TASK PROMPT —
Your task is to return the span of lines beginning at the one with "CompositeWidget::set_value(self, value)" and ending at the last line of the data, exactly as it stands.

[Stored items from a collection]
-*-*-
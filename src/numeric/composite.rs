//! One logical value presented as one or two dependent facets.
//!
//! A rotation composite shows an angle as a turn count and a signed
//! remainder; both facet widgets store the full angle, so editing either one
//! recomputes the angle relative to its current split. Percent and plain
//! composites wrap a single facet.

use super::bounds::Bounds;
use super::bus::{BusEvent, BusMember, ChildId, ValueBus};
use super::drag::{DeltaToChange, process_drag};
use super::pointer::{HeadlessPointerHost, PointerHost};
use super::transform::TransformType;
use super::widget::{DEFAULT_PRECISION, NumericWidget, NumericWidgetProps, WidgetEvent};

/// Which presentation a composite uses.
#[derive(Clone, Copy, Debug, Default, PartialEq, Eq, Hash)]
pub enum CompositeKind {
    /// A single raw number.
    #[default]
    Plain,
    /// Turn count plus signed degrees.
    Rotation,
    /// A fraction shown as a percentage.
    Percent,
}

impl CompositeKind {
    /// Facets shown by this kind, in display order.
    pub fn facets(self) -> &'static [Facet] {
        match self {
            CompositeKind::Plain => &[Facet::Value],
            CompositeKind::Rotation => &[Facet::Rotations, Facet::Degrees],
            CompositeKind::Percent => &[Facet::Percent],
        }
    }
}

/// One displayed aspect of a composite's value.
#[derive(Clone, Copy, Debug, PartialEq, Eq, Hash)]
pub enum Facet {
    Value,
    Rotations,
    Degrees,
    Percent,
}

impl Facet {
    pub fn transform(self) -> TransformType {
        match self {
            Facet::Value => TransformType::Raw,
            Facet::Rotations => TransformType::WholeRotation,
            Facet::Degrees => TransformType::PartRotation,
            Facet::Percent => TransformType::Percent,
        }
    }

    /// Part name used by presentation.
    pub fn name(self) -> &'static str {
        match self {
            Facet::Value => "value",
            Facet::Rotations => "rotations",
            Facet::Degrees => "degrees",
            Facet::Percent => "percent",
        }
    }
}

/// Props for building a [`CompositeWidget`]. Forwarded to every facet.
#[derive(Clone, Debug)]
pub struct CompositeProps {
    pub value: f64,
    pub bounds: Bounds,
    pub drag_factor: f64,
    pub precision: usize,
    pub disabled: bool,
    pub infinite_drag: bool,
    pub delta_to_change: DeltaToChange,
}

impl Default for CompositeProps {
    fn default() -> Self {
        Self {
            value: 0.0,
            bounds: Bounds::UNBOUNDED,
            drag_factor: 1.0,
            precision: DEFAULT_PRECISION,
            disabled: false,
            infinite_drag: true,
            delta_to_change: process_drag,
        }
    }
}

/// A value shown through one or more facet widgets kept in sync by a bus.
#[derive(Debug)]
pub struct CompositeWidget {
    kind: CompositeKind,
    bus: ValueBus<NumericWidget>,
    facets: Vec<(Facet, ChildId)>,
    bounds: Bounds,
    editing: Option<Facet>,
    events: Vec<WidgetEvent>,
}

impl CompositeWidget {
    pub fn new(kind: CompositeKind, props: CompositeProps) -> Self {
        let mut bus = ValueBus::new(props.value);
        // Fresh facets hold no pointer resources, so any host will do here.
        let mut host = HeadlessPointerHost::default();
        let facets = kind
            .facets()
            .iter()
            .map(|facet| {
                let widget = NumericWidget::new(NumericWidgetProps {
                    value: props.value,
                    bounds: props.bounds,
                    drag_factor: props.drag_factor,
                    precision: props.precision,
                    disabled: false,
                    infinite_drag: props.infinite_drag,
                    transform: facet.transform(),
                    delta_to_change: props.delta_to_change,
                });
                (*facet, bus.attach(widget, &mut host))
            })
            .collect();
        if props.disabled {
            bus.set_disabled(true, &mut host);
            bus.take_events();
        }
        Self {
            kind,
            bus,
            facets,
            bounds: props.bounds,
            editing: None,
            events: Vec::new(),
        }
    }

    pub fn kind(&self) -> CompositeKind {
        self.kind
    }

    pub fn value(&self) -> f64 {
        self.bus.value()
    }

    pub fn bounds(&self) -> Bounds {
        self.bounds
    }

    pub fn is_disabled(&self) -> bool {
        self.bus.is_disabled()
    }

    /// The facet currently in edit mode, if any.
    pub fn editing_facet(&self) -> Option<Facet> {
        self.editing
    }

    pub fn facets(&self) -> impl Iterator<Item = Facet> + '_ {
        self.facets.iter().map(|(facet, _)| *facet)
    }

    pub fn facet(&self, facet: Facet) -> Option<&NumericWidget> {
        self.bus.child(self.child_id(facet)?)
    }

    /// Runs an interaction on one facet and folds its changes into the value.
    ///
    /// Returns `None` if this composite does not show `facet`.
    pub fn dispatch<R>(
        &mut self,
        facet: Facet,
        interact: impl FnOnce(&mut NumericWidget) -> R,
    ) -> Option<R> {
        let id = self.child_id(facet)?;
        let result = self.bus.dispatch(id, interact);
        self.collect();
        result
    }

    /// Assigns the value from outside, updating every facet.
    pub fn set_value(&mut self, value: f64) -> bool {
        let changed = self.bus.set_value(value);
        self.collect();
        changed
    }

    /// Forwards bounds to every facet.
    pub fn set_bounds(&mut self, bounds: Bounds) {
        self.bounds = bounds;
        self.for_each_facet(|widget| widget.set_bounds(bounds));
    }

    pub fn set_drag_factor(&mut self, drag_factor: f64) {
        self.for_each_facet(|widget| widget.set_drag_factor(drag_factor));
    }

    pub fn set_disabled(&mut self, disabled: bool, host: &mut dyn PointerHost) {
        self.bus.set_disabled(disabled, host);
        self.collect();
    }

    /// One-line rendering of the whole value, e.g. `1x+30°` or `50%`.
    pub fn summary(&self) -> String {
        let shown = |facet: Facet| {
            self.facet(facet)
                .map(NumericWidget::formatted)
                .unwrap_or_default()
        };
        match self.kind {
            CompositeKind::Plain => shown(Facet::Value),
            CompositeKind::Rotation => {
                format!("{}x{}°", shown(Facet::Rotations), shown(Facet::Degrees))
            }
            CompositeKind::Percent => format!("{}%", shown(Facet::Percent)),
        }
    }

    /// Drains pending notifications.
    pub fn take_events(&mut self) -> Vec<WidgetEvent> {
        std::mem::take(&mut self.events)
    }

    fn child_id(&self, facet: Facet) -> Option<ChildId> {
        self.facets
            .iter()
            .find(|(shown, _)| *shown == facet)
            .map(|(_, id)| *id)
    }

    fn facet_of(&self, id: ChildId) -> Option<Facet> {
        self.facets
            .iter()
            .find(|(_, child)| *child == id)
            .map(|(facet, _)| *facet)
    }

    fn for_each_facet(&mut self, mut apply: impl FnMut(&mut NumericWidget)) {
        let ids: Vec<ChildId> = self.facets.iter().map(|(_, id)| *id).collect();
        for id in ids {
            self.bus.dispatch(id, &mut apply);
        }
        self.collect();
    }

    fn collect(&mut self) {
        for event in self.bus.take_events() {
            match event {
                BusEvent::ValueChanged { value } => {
                    self.events.push(WidgetEvent::ValueChanged { value });
                }
                BusEvent::ChildEditingChanged {
                    child,
                    editing,
                    restore_focus,
                } => {
                    self.editing = if editing { self.facet_of(child) } else { None };
                    self.events.push(WidgetEvent::EditingChanged {
                        editing,
                        restore_focus,
                    });
                }
            }
        }
    }
}

impl BusMember for CompositeWidget {
    fn value(&self) -> f64 {
        CompositeWidget::value(self)
    }

    fn set_value(&mut self, value: f64) -> bool {
        CompositeWidget::set_value(self, value)
    }

    fn set_disabled(&mut self, disabled: bool, host: &mut dyn PointerHost) {
        CompositeWidget::set_disabled(self, disabled, host);
    }

    fn take_events(&mut self) -> Vec<WidgetEvent> {
        CompositeWidget::take_events(self)
    }
}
-*-*-
WRITTEN ANSWER —
        CompositeWidget::set_value(self, value)
    }

    fn set_disabled(&mut self, disabled: bool, host: &mut dyn PointerHost) {
        CompositeWidget::set_disabled(self, disabled, host);
    }

    fn take_events(&mut self) -> Vec<WidgetEvent> {
        CompositeWidget::take_events(self)
    }
}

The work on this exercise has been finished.